Сложил кучку на перроне, стал продавать, потому что взять не во что. Представляю себе, как он униженно бормотал: «Кому картошку… По дешевке… отдам…» — а народ мимо, мимо, всем некогда, бегут на работу, кто впотьмах покупать станет? Вдруг гнилая? Ничего не продал. Насовал сколько мог в карманы и пошел в метро. А кучка продержалась на перроне до утренних электричек, и тогда уж, наверное, растащили.

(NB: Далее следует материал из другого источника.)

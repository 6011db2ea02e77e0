use crate::message::{CONTROL_CHANGE, NOTE_ON};
use crate::util::limit;
use crate::{MidiError, Transport};

use super::Launchpad;

/// Status byte of the rapid LED update message
const RAPID_UPDATE: u8 = 146;
/// Controller number of the leftmost automap button
const AUTOMAP_BASE: u8 = 104;

/// A color of the two-color LEDs: a red and a green component, each with brightness 0..=3.
///
/// Components above 3 are clamped on construction.
#[derive(Debug, Copy, Clone, Eq, PartialEq, Hash, Default)]
#[cfg_attr(feature = "serde", derive(serde::Serialize, serde::Deserialize))]
pub struct Color {
    red: u8,
    green: u8,
}

impl Color {
    pub const BLACK: Color = Color { red: 0, green: 0 };
    pub const RED: Color = Color { red: 3, green: 0 };
    pub const GREEN: Color = Color { red: 0, green: 3 };
    pub const YELLOW: Color = Color { red: 3, green: 3 };
    pub const AMBER: Color = Color { red: 3, green: 2 };

    pub fn new(red: u8, green: u8) -> Self {
        Self {
            red: limit(red, 3),
            green: limit(green, 3),
        }
    }

    pub fn red(&self) -> u8 {
        self.red
    }

    pub fn green(&self) -> u8 {
        self.green
    }

    /// The color byte the device expects: red in bits 0-1, green in bits 4-5.
    pub fn code(&self) -> u8 {
        self.red | (self.green << 4)
    }
}

pub(crate) fn reset(transport: &mut Transport) -> Result<(), MidiError> {
    transport.send_short(CONTROL_CHANGE, 0, 0)
}

impl Launchpad {
    /// Lights a grid LED by its raw number (see the module documentation). The automap row can
    /// be addressed as 200..=207. Other numbers above 120 are ignored.
    pub fn led_ctrl_raw(&mut self, number: u8, color: Color) -> Result<(), MidiError> {
        match number {
            200..=207 => self.led_ctrl_automap(number - 200, color),
            0..=120 => self
                .transport_mut()
                .send_short(NOTE_ON, number, color.code()),
            _ => Ok(()),
        }
    }

    /// Lights an LED by its X/Y coordinates. Coordinates outside 0..=8 are ignored.
    pub fn led_ctrl_xy(&mut self, x: u8, y: u8, color: Color) -> Result<(), MidiError> {
        if x > 8 || y > 8 {
            return Ok(());
        }

        if y == 0 {
            self.led_ctrl_automap(x, color)
        } else {
            self.led_ctrl_raw(((y - 1) << 4) | x, color)
        }
    }

    /// Lights one of the automap buttons on top, numbered 0..=7 from left to right.
    pub fn led_ctrl_automap(&mut self, number: u8, color: Color) -> Result<(), MidiError> {
        if number > 7 {
            return Ok(());
        }

        self.transport_mut()
            .send_short(CONTROL_CHANGE, AUTOMAP_BASE + number, color.code())
    }

    /// Sends consecutive color codes (see [`Color::code`]) to the device, two per message.
    ///
    /// The device fills its LEDs in a fixed order: the 8x8 grid left to right and top to bottom,
    /// then the scene buttons on the right, then the automap row. This is a batching quirk of
    /// the hardware and there is no way to start anywhere else than at the first LED.
    ///
    /// The hardware always consumes colors in pairs, so when an odd number of codes is passed,
    /// the LED following the last one is turned off.
    pub fn led_ctrl_raw_rapid(&mut self, codes: &[u8]) -> Result<(), MidiError> {
        let messages = codes.chunks(2).map(|pair| {
            let second = pair.get(1).copied().unwrap_or(0);
            [RAPID_UPDATE, pair[0], second]
        });
        self.transport_mut().send_multi(messages)
    }

    /// Turns all LEDs on at full brightness. `Some(0)` turns them off instead; any other value is
    /// accepted for compatibility with the RGB models and otherwise ignored.
    pub fn led_all_on(&mut self, code: Option<u8>) -> Result<(), MidiError> {
        match code {
            Some(0) => self.reset(),
            _ => self.transport_mut().send_short(CONTROL_CHANGE, 0, 127),
        }
    }
}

Поздним вечером он свалился вдруг на мою голову, я не спал, бабка уже спала, разговаривали на кухне, пили чай с сахарином, и он рассказывал всю эту ахинею с мешком, якобы смеясь, шутливо, но на самом деле с тайным отчаянием. Вид у него был обалделый. Он спросил: не могу ли я ему помочь продать бекешу? Почему-то он считал, что я на рынке более ловок. Я стал его отговаривать: отличная бекеша, ее можно носить еще двадцать лет, сносу не будет, ты что, с ума сошел, продавать такие бекеши? Но он сказал, что это его твердое решение: пока ехал ко мне, обдумал все варианты и понял, что бекеша — единственный выход. На другой день пошли на Даниловский рынок, я изображал покупателя, и нам удалось всучить бекешу одному типу в обгорелой шинели за семьсот пятьдесят. Мешок картошки стоил шестьсот. Мы купили еще самодельные санки и поволокли мешок по сырой, в тающем снегу Большой Серпуховской. В воздухе уже колыхалось тепло. Зима была позади. Сашка шел в телогрейке и посвистывал.
Пришли на Кировскую, в переулок, в двухэтажный дом, вход со двора, потащили вдвоем по деревянной лестнице наверх. Я у Льва Филипповича раньше не бывал. Женщина отворила дверь, показала рукой, куда идти, и шелестела сзади: «И все что-то тянут, тянут…» Лев Филиппович в белой рубашке сидел за столом и при свете настольной лампы, низко нагнувшись, разглядывал чертеж.